Data under study:
________

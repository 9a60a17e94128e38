use serde::Serialize;

use aquaserve_billing::{Billable, TariffTable, consumption};
use aquaserve_core::{CustomerId, DomainError, DomainResult, Entity};

/// Validated registration input.
///
/// Holding a `NewCustomer` means the name is non-empty and both readings are
/// finite, non-negative and in order.
#[derive(Debug, Clone, PartialEq)]
pub struct NewCustomer {
    full_name: String,
    previous_reading: f64,
    current_reading: f64,
}

impl NewCustomer {
    pub fn new(
        full_name: impl AsRef<str>,
        previous_reading: f64,
        current_reading: f64,
    ) -> DomainResult<Self> {
        let full_name = full_name.as_ref().trim();
        if full_name.is_empty() {
            return Err(DomainError::validation("full_name is required"));
        }

        let previous_reading = check_reading("previous_reading", previous_reading)?;
        let current_reading = check_reading("current_reading", current_reading)?;
        if current_reading < previous_reading {
            return Err(DomainError::validation(
                "current_reading must be greater than or equal to previous_reading",
            ));
        }

        Ok(Self {
            full_name: full_name.to_string(),
            previous_reading,
            current_reading,
        })
    }

    /// Validate text form input (e.g. form fields) before building the record.
    pub fn parse(full_name: &str, previous_reading: &str, current_reading: &str) -> DomainResult<Self> {
        if full_name.trim().is_empty() {
            return Err(DomainError::validation("full_name is required"));
        }
        let previous = parse_reading("previous_reading", previous_reading)?;
        let current = parse_reading("current_reading", current_reading)?;
        Self::new(full_name, previous, current)
    }

    pub fn full_name(&self) -> &str {
        &self.full_name
    }

    pub fn previous_reading(&self) -> f64 {
        self.previous_reading
    }

    pub fn current_reading(&self) -> f64 {
        self.current_reading
    }
}

/// Parse one meter reading from text.
pub fn parse_reading(field: &str, raw: &str) -> DomainResult<f64> {
    let raw = raw.trim();
    if raw.is_empty() {
        return Err(DomainError::validation(format!("{field} is required")));
    }
    let value = raw
        .parse::<f64>()
        .map_err(|_| DomainError::validation(format!("{field} must be a number")))?;
    check_reading(field, value)
}

fn check_reading(field: &str, value: f64) -> DomainResult<f64> {
    if !value.is_finite() {
        return Err(DomainError::validation(format!("{field} must be a finite number")));
    }
    if value < 0.0 {
        return Err(DomainError::validation(format!("{field} must be non-negative")));
    }
    Ok(value)
}

/// A registered customer with its billed consumption.
///
/// Records are immutable. `consumption` and `bill_amount` are computed once
/// from the readings and the registry's tariff, and there is no way to set
/// them independently.
#[derive(Debug, Clone, PartialEq, Serialize)]
pub struct CustomerRecord {
    customer_id: CustomerId,
    full_name: String,
    previous_reading: f64,
    current_reading: f64,
    consumption: f64,
    bill_amount: f64,
}

/// Registration input priced under a tariff, waiting for its id.
#[derive(Debug, Clone, PartialEq)]
pub(crate) struct BilledCustomer {
    new: NewCustomer,
    consumption: f64,
    bill_amount: f64,
}

impl BilledCustomer {
    pub(crate) fn new(new: NewCustomer, tariff: &TariffTable) -> DomainResult<Self> {
        let used = consumption(new.previous_reading, new.current_reading)?;
        let bill_amount = tariff.bill(used)?;

        Ok(Self {
            new,
            consumption: used,
            bill_amount,
        })
    }

    pub(crate) fn consumption(&self) -> f64 {
        self.consumption
    }

    pub(crate) fn bill_amount(&self) -> f64 {
        self.bill_amount
    }

    pub(crate) fn into_record(self, customer_id: CustomerId) -> CustomerRecord {
        CustomerRecord {
            customer_id,
            full_name: self.new.full_name,
            previous_reading: self.new.previous_reading,
            current_reading: self.new.current_reading,
            consumption: self.consumption,
            bill_amount: self.bill_amount,
        }
    }
}

impl CustomerRecord {

    pub fn customer_id(&self) -> CustomerId {
        self.customer_id
    }

    pub fn full_name(&self) -> &str {
        &self.full_name
    }

    pub fn previous_reading(&self) -> f64 {
        self.previous_reading
    }

    pub fn current_reading(&self) -> f64 {
        self.current_reading
    }

    pub fn consumption(&self) -> f64 {
        self.consumption
    }

    pub fn bill_amount(&self) -> f64 {
        self.bill_amount
    }
}

impl Entity for CustomerRecord {
    type Id = CustomerId;

    fn id(&self) -> Self::Id {
        self.customer_id
    }
}

impl Billable for CustomerRecord {
    fn consumption(&self) -> f64 {
        self.consumption
    }

    fn bill_amount(&self) -> f64 {
        self.bill_amount
    }
}
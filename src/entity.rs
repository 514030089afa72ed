mod directive;
mod equality;

pub use directive::*;
pub use equality::*;
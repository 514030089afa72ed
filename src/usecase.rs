mod input;

pub use input::forward_lines;
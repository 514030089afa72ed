//! Writes settled values to the output stream.

use std::time::Duration;

use serde::{Deserialize, Serialize};
use tokio::{
    io::{AsyncWrite, AsyncWriteExt},
    sync::mpsc::{self, Sender},
    task::JoinHandle,
};
use tracing::error;

#[derive(clap::ValueEnum, Debug, Default, Clone, Copy, PartialEq, Eq, Deserialize)]
#[serde(rename_all = "camelCase")]
pub enum Format {
    /// The value as-is, one per line
    #[default]
    Plain,
    /// One JSON object per line
    Json,
}

/// A value that settled.
#[derive(Debug, Clone, PartialEq, Eq)]
pub struct Settled {
    pub value: String,
    /// 1-based count of values published so far
    pub seq: u64,
    /// Time since the host started
    pub elapsed: Duration,
}

pub enum RenderEvent {
    Settled(Settled),
}

#[derive(Debug, Serialize)]
#[serde(rename_all = "camelCase")]
struct SettledLine<'a> {
    value: &'a str,
    seq: u64,
    elapsed_ms: u64,
}

impl Format {
    pub fn line(&self, settled: &Settled) -> serde_json::Result<String> {
        match self {
            Format::Plain => Ok(settled.value.clone()),
            Format::Json => serde_json::to_string(&SettledLine {
                value: &settled.value,
                seq: settled.seq,
                elapsed_ms: settled.elapsed.as_millis() as u64,
            }),
        }
    }
}

#[derive(Debug, Clone)]
pub struct Renderer {
    format: Format,
}

impl Renderer {
    pub fn new(format: Format) -> Self {
        Self { format }
    }

    /// Spawn the render task. It owns `out` until every sender is dropped,
    /// then flushes and hands it back.
    pub fn init<W>(&self, mut out: W) -> (Sender<RenderEvent>, JoinHandle<std::io::Result<W>>)
    where
        W: AsyncWrite + Unpin + Send + 'static,
    {
        let (render_tx, mut render_rx) = mpsc::channel::<RenderEvent>(64);
        let format = self.format;

        let task = tokio::spawn(async move {
            while let Some(event) = render_rx.recv().await {
                match event {
                    RenderEvent::Settled(settled) => {
                        let mut line = match format.line(&settled) {
                            Ok(line) => line,
                            Err(e) => {
                                error!("failed to format settled value: {}", e);
                                continue;
                            }
                        };
                        line.push('\n');
                        out.write_all(line.as_bytes()).await?;
                        out.flush().await?;
                    }
                }
            }
            out.flush().await?;
            Ok::<W, std::io::Error>(out)
        });

        (render_tx, task)
    }
}
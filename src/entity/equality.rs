use serde::Deserialize;
use value_debouncer::ValueEq;

/// How two input lines are compared when deciding whether the input changed.
#[derive(clap::ValueEnum, Debug, Default, Clone, Copy, PartialEq, Eq, Deserialize)]
#[serde(rename_all = "kebab-case")]
pub enum EqualityMode {
    #[default]
    Exact,
    /// Ignore leading and trailing whitespace
    Trim,
    /// Ignore ASCII case
    IgnoreCase,
}

impl EqualityMode {
    pub fn same_line(&self, a: &str, b: &str) -> bool {
        match self {
            EqualityMode::Exact => a == b,
            EqualityMode::Trim => a.trim() == b.trim(),
            EqualityMode::IgnoreCase => a.eq_ignore_ascii_case(b),
        }
    }
}

/// The host's holder starts empty, so lines are compared inside an `Option`.
impl ValueEq<Option<String>> for EqualityMode {
    fn same(&self, a: &Option<String>, b: &Option<String>) -> bool {
        match (a, b) {
            (Some(a), Some(b)) => self.same_line(a, b),
            (None, None) => true,
            _ => false,
        }
    }
}
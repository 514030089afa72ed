use std::path::PathBuf;

use anyhow::Context;
use clap::Parser;
use config::{initialize_config, UserConfig};
use controller::{SettleEvent, Settler};
use entity::EqualityMode;
use render::{Format, Renderer};
use tokio::io::BufReader;
use tracing::{error, info};
use usecase::forward_lines;

mod config;
mod controller;
mod entity;
mod render;
mod usecase;

#[derive(Parser, Debug)]
#[command(version, about, long_about = None)]
struct Args {
    ///quiet period in milliseconds a line must hold before it is printed, negative means 0
    #[arg(short, long, allow_negative_numbers = true)]
    delay: Option<i64>,
    ///"plain" prints the value, "json" prints {"value", "seq", "elapsedMs"}
    #[arg(short, long, value_enum)]
    format: Option<Format>,
    ///how lines are compared when deciding whether the input changed
    #[arg(short, long, value_enum)]
    equality: Option<EqualityMode>,
    ///json config file, flags override its values
    #[arg(short, long)]
    config: Option<PathBuf>,
    ///on EOF wait for the last line to settle instead of dropping it.
    ///without it, a line still waiting when input ends is never printed,
    ///so `printf 'hello\n' | settle` prints nothing
    #[arg(long)]
    flush_on_eof: bool,
}

impl Args {
    fn overrides(&self) -> UserConfig {
        UserConfig {
            delay_ms: self.delay,
            equality: self.equality,
            format: self.format,
            flush_on_eof: self.flush_on_eof.then_some(true),
        }
    }
}

#[tokio::main]
async fn main() -> anyhow::Result<()> {
    let args = Args::parse();

    //logging
    let env_filter = tracing_subscriber::EnvFilter::try_from_default_env()
        .unwrap_or_else(|_| tracing_subscriber::EnvFilter::new("info"));

    tracing_subscriber::fmt()
        .with_env_filter(env_filter)
        .with_writer(std::io::stderr)
        .with_ansi(false)
        .init();

    let file_config = match &args.config {
        Some(path) => UserConfig::load(path)?,
        None => UserConfig::default(),
    };
    let config = initialize_config(file_config.merge(args.overrides()));
    info!(
        "settling stdin with a {}ms delay",
        config.delay.as_millis()
    );

    let (render_tx, render_task) = Renderer::new(config.format).init(tokio::io::stdout());
    let (tx, settle_task) = Settler::new(render_tx).initialize()?;

    let stdin = BufReader::new(tokio::io::stdin());
    if let Err(e) = forward_lines(stdin, &tx).await {
        error!("{:#}", e);
    }
    if tx.send(SettleEvent::Eof).await.is_err() {
        error!("settle loop stopped before EOF");
    }
    drop(tx);

    settle_task.await.context("settle loop panicked")?;
    render_task
        .await
        .context("render task panicked")?
        .context("writing to stdout")?;

    Ok(())
}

________

Problem details: Once the line with "let (render_tx, render_task)" is found, transcribe it and each line after it through the final line of the entries, exactly and only.

Task answer:
    let (render_tx, render_task) = Renderer::new(config.format).init(tokio::io::stdout());
    let (tx, settle_task) = Settler::new(render_tx).initialize()?;

    let stdin = BufReader::new(tokio::io::stdin());
    if let Err(e) = forward_lines(stdin, &tx).await {
        error!("{:#}", e);
    }
    if tx.send(SettleEvent::Eof).await.is_err() {
        error!("settle loop stopped before EOF");
    }
    drop(tx);

    settle_task.await.context("settle loop panicked")?;
    render_task
        .await
        .context("render task panicked")?
        .context("writing to stdout")?;

    Ok(())
}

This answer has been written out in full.